Silicone oil (SO) is a commonly used intraocular tamponade agent in complex vitreoretinal surgeries or when altitude restrictions limit gas use. Although rare, there are reports of unexplained vision loss following the use of SO. This study set out to report the clinical features and visual outcomes of patients who experienced at least 2 lines of unexplained vision loss after SO tamponade.

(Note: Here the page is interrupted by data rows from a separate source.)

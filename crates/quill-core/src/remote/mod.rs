//! Remote document store: contract and the HTTP driver

mod http;

pub use http::HttpRemoteStore;

use async_trait::async_trait;

use crate::error::{Error, Result};
use crate::models::Entity;

/// Network-accessible authoritative store for one entity collection.
///
/// The locally generated id doubles as the remote document id, so `upsert`
/// is the single write path for creates and updates alike and no id remap
/// step exists.
#[async_trait]
pub trait RemoteStore<E: Entity>: Send + Sync {
    /// Create or replace the document addressed by the entity's id
    async fn upsert(&self, entity: &E) -> Result<E>;

    /// Delete the document; deleting an absent document succeeds
    async fn delete(&self, id: &str) -> Result<()>;

    /// Point read; `None` when the document does not exist
    async fn fetch(&self, id: &str) -> Result<Option<E>>;

    /// Read the full collection
    async fn list(&self) -> Result<Vec<E>>;
}

/// Remote stand-in for local-only (anonymous) mode.
///
/// Every call fails with a remote error, so strategies that define a local
/// fallback keep working while `Fresh`/`Synced` reads surface the failure.
pub struct UnconfiguredRemote;

impl UnconfiguredRemote {
    fn error() -> Error {
        Error::Remote("remote store is not configured".to_string())
    }
}

#[async_trait]
impl<E: Entity> RemoteStore<E> for UnconfiguredRemote {
    async fn upsert(&self, _entity: &E) -> Result<E> {
        Err(Self::error())
    }

    async fn delete(&self, _id: &str) -> Result<()> {
        Err(Self::error())
    }

    async fn fetch(&self, _id: &str) -> Result<Option<E>> {
        Err(Self::error())
    }

    async fn list(&self) -> Result<Vec<E>> {
        Err(Self::error())
    }
}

This was a retrospective, multicenter, case series examining 29 eyes over an eight-year period. Eyes with other identifiable cause of vision loss such as prolonged rise in intraocular pressure, cataracts, epi-retinal membranes, cystoid macular edema were excluded. The most common indication for SO tamponade was rhegmatogenous retinal detachment (RRD). Mean age at the time of SO placement was 50.5 years. One thousand centistoke viscosity was the most commonly used (83%) SO agent followed by 5000-centisotke (17%) and both viscosities were found to be culpable in unexplained vision loss. The mean duration of SO tamponade was 148 days. In this study, 62% developed unexplained vision loss while under SO and 38% developed vision loss after SO removal.
In the group that lost vision while still under SO, BCVA was 20/85 pre-SO placement which decreased to 20/340 at the last visit before SO was removed. While BCVA improved after SO was removed, it was still lower than baseline with final BCVA at 20/235. In these eyes, the mean duration of SO tamponade at the time of vision loss was 116 days.

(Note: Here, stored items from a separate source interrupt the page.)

pub mod add;
pub mod category;
pub mod common;
pub mod delete;
pub mod edit;
pub mod get;
pub mod list;
pub mod status;
pub mod sync;
//! Note model

use std::fmt;
use std::str::FromStr;

use serde::{Deserialize, Serialize};
use uuid::Uuid;

use super::{CategoryId, Entity, EntityKind};
use crate::error::{Error, Result};

/// A unique identifier for a note, using UUID v7 (time-sortable)
#[derive(Debug, Clone, Copy, PartialEq, Eq, Hash, Serialize, Deserialize)]
pub struct NoteId(Uuid);

impl NoteId {
    /// Create a new unique note ID using UUID v7
    #[must_use]
    pub fn new() -> Self {
        Self(Uuid::now_v7())
    }

    /// Get the string representation of this ID
    #[must_use]
    pub fn as_str(&self) -> String {
        self.0.to_string()
    }
}

impl Default for NoteId {
    fn default() -> Self {
        Self::new()
    }
}

impl fmt::Display for NoteId {
    fn fmt(&self, f: &mut fmt::Formatter<'_>) -> fmt::Result {
        write!(f, "{}", self.0)
    }
}

impl FromStr for NoteId {
    type Err = uuid::Error;

    fn from_str(s: &str) -> std::result::Result<Self, Self::Err> {
        Ok(Self(Uuid::parse_str(s)?))
    }
}

/// A note in the system
#[derive(Debug, Clone, PartialEq, Eq, Serialize, Deserialize)]
pub struct Note {
    /// Unique identifier, assigned locally on create and kept for life
    pub id: NoteId,
    /// Title shown in listings; must not be blank
    pub title: String,
    /// Body text
    pub content: String,
    /// Owning category, if any
    pub category_id: Option<CategoryId>,
    /// Creation timestamp (Unix ms)
    pub created_at: i64,
    /// Last update timestamp (Unix ms)
    pub updated_at: i64,
}

impl Note {
    /// Create a new note with the given title and content
    #[must_use]
    pub fn new(
        title: impl Into<String>,
        content: impl Into<String>,
        category_id: Option<CategoryId>,
    ) -> Self {
        let now = chrono::Utc::now().timestamp_millis();
        Self {
            id: NoteId::new(),
            title: title.into(),
            content: content.into(),
            category_id,
            created_at: now,
            updated_at: now,
        }
    }

    /// Get the title truncated to `max_len` characters, for listings
    #[must_use]
    pub fn title_preview(&self, max_len: usize) -> String {
        self.title.chars().take(max_len).collect()
    }

    /// Bump `updated_at` to now
    pub fn touch(&mut self) {
        self.updated_at = chrono::Utc::now().timestamp_millis();
    }
}

impl Entity for Note {
    const KIND: EntityKind = EntityKind::Note;
    const COLLECTION: &'static str = "notes";

    fn id(&self) -> String {
        self.id.as_str()
    }

    fn validate(&self) -> Result<()> {
        if self.title.trim().is_empty() {
            return Err(Error::Validation("note title cannot be empty".to_string()));
        }
        Ok(())
    }

    fn carry_over(&mut self, existing: &Self) {
        self.created_at = existing.created_at;
        self.touch();
    }
}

In the group that lost vision after SO was removed, BCVA was 20/104 at baseline with improvement to 20/72 at the last visit before SO removal. However, at last follow up after SO removal the mean BCVA had decreased to 20/219. In this group, the mean duration of tamponade at time of vision loss was 145 days.

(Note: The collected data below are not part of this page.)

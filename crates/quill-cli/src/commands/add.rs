use std::path::Path;

use quill_core::{CategoryId, Note};

use crate::commands::common::open_context;
use crate::error::CliError;

pub fn run_add(
    title: &str,
    content_parts: &[String],
    category: Option<&str>,
    db_path: &Path,
) -> Result<(), CliError> {
    let title = title.trim();
    if title.is_empty() {
        return Err(CliError::EmptyTitle);
    }

    let category_id = category
        .map(|raw| {
            raw.trim()
                .parse::<CategoryId>()
                .map_err(|_| CliError::InvalidId(raw.to_string()))
        })
        .transpose()?;

    let ctx = open_context(db_path)?;
    let note = ctx
        .notes
        .create(Note::new(title, content_parts.join(" "), category_id))?;

    println!("{}", note.id);
    Ok(())
}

Both groups showed ganglion cell layer thinning on optical coherence tomography.
Limitations included the retrospective, descriptive nature of the study. There was also heterogenicity of surgeons and techniques over multiple institutions. The authors could not determine the rate at which vision loss occurs and authors could not identify risk factors leading to vision loss with SO. However, this is the largest review to date and the authors present a real-world analysis into understanding how SO can lead to vision loss.
In conclusion, this study highlights that unexplained vision loss with SO tamponade can occur while the SO is in the eye as well as after the SO has been removed. It can be seen with both 1000-centisotke and 5000-centisotke oil. Vision loss can present in both macula-involved and macula-sparing RRD. The most common imaging finding was ganglion cell layer loss on OCT pointing toward a mechanism of neurodegenerative damage from the tamponade agent. This study serves as the first step in further analysis and understanding this rare but important topic in vitreoretinal surgery.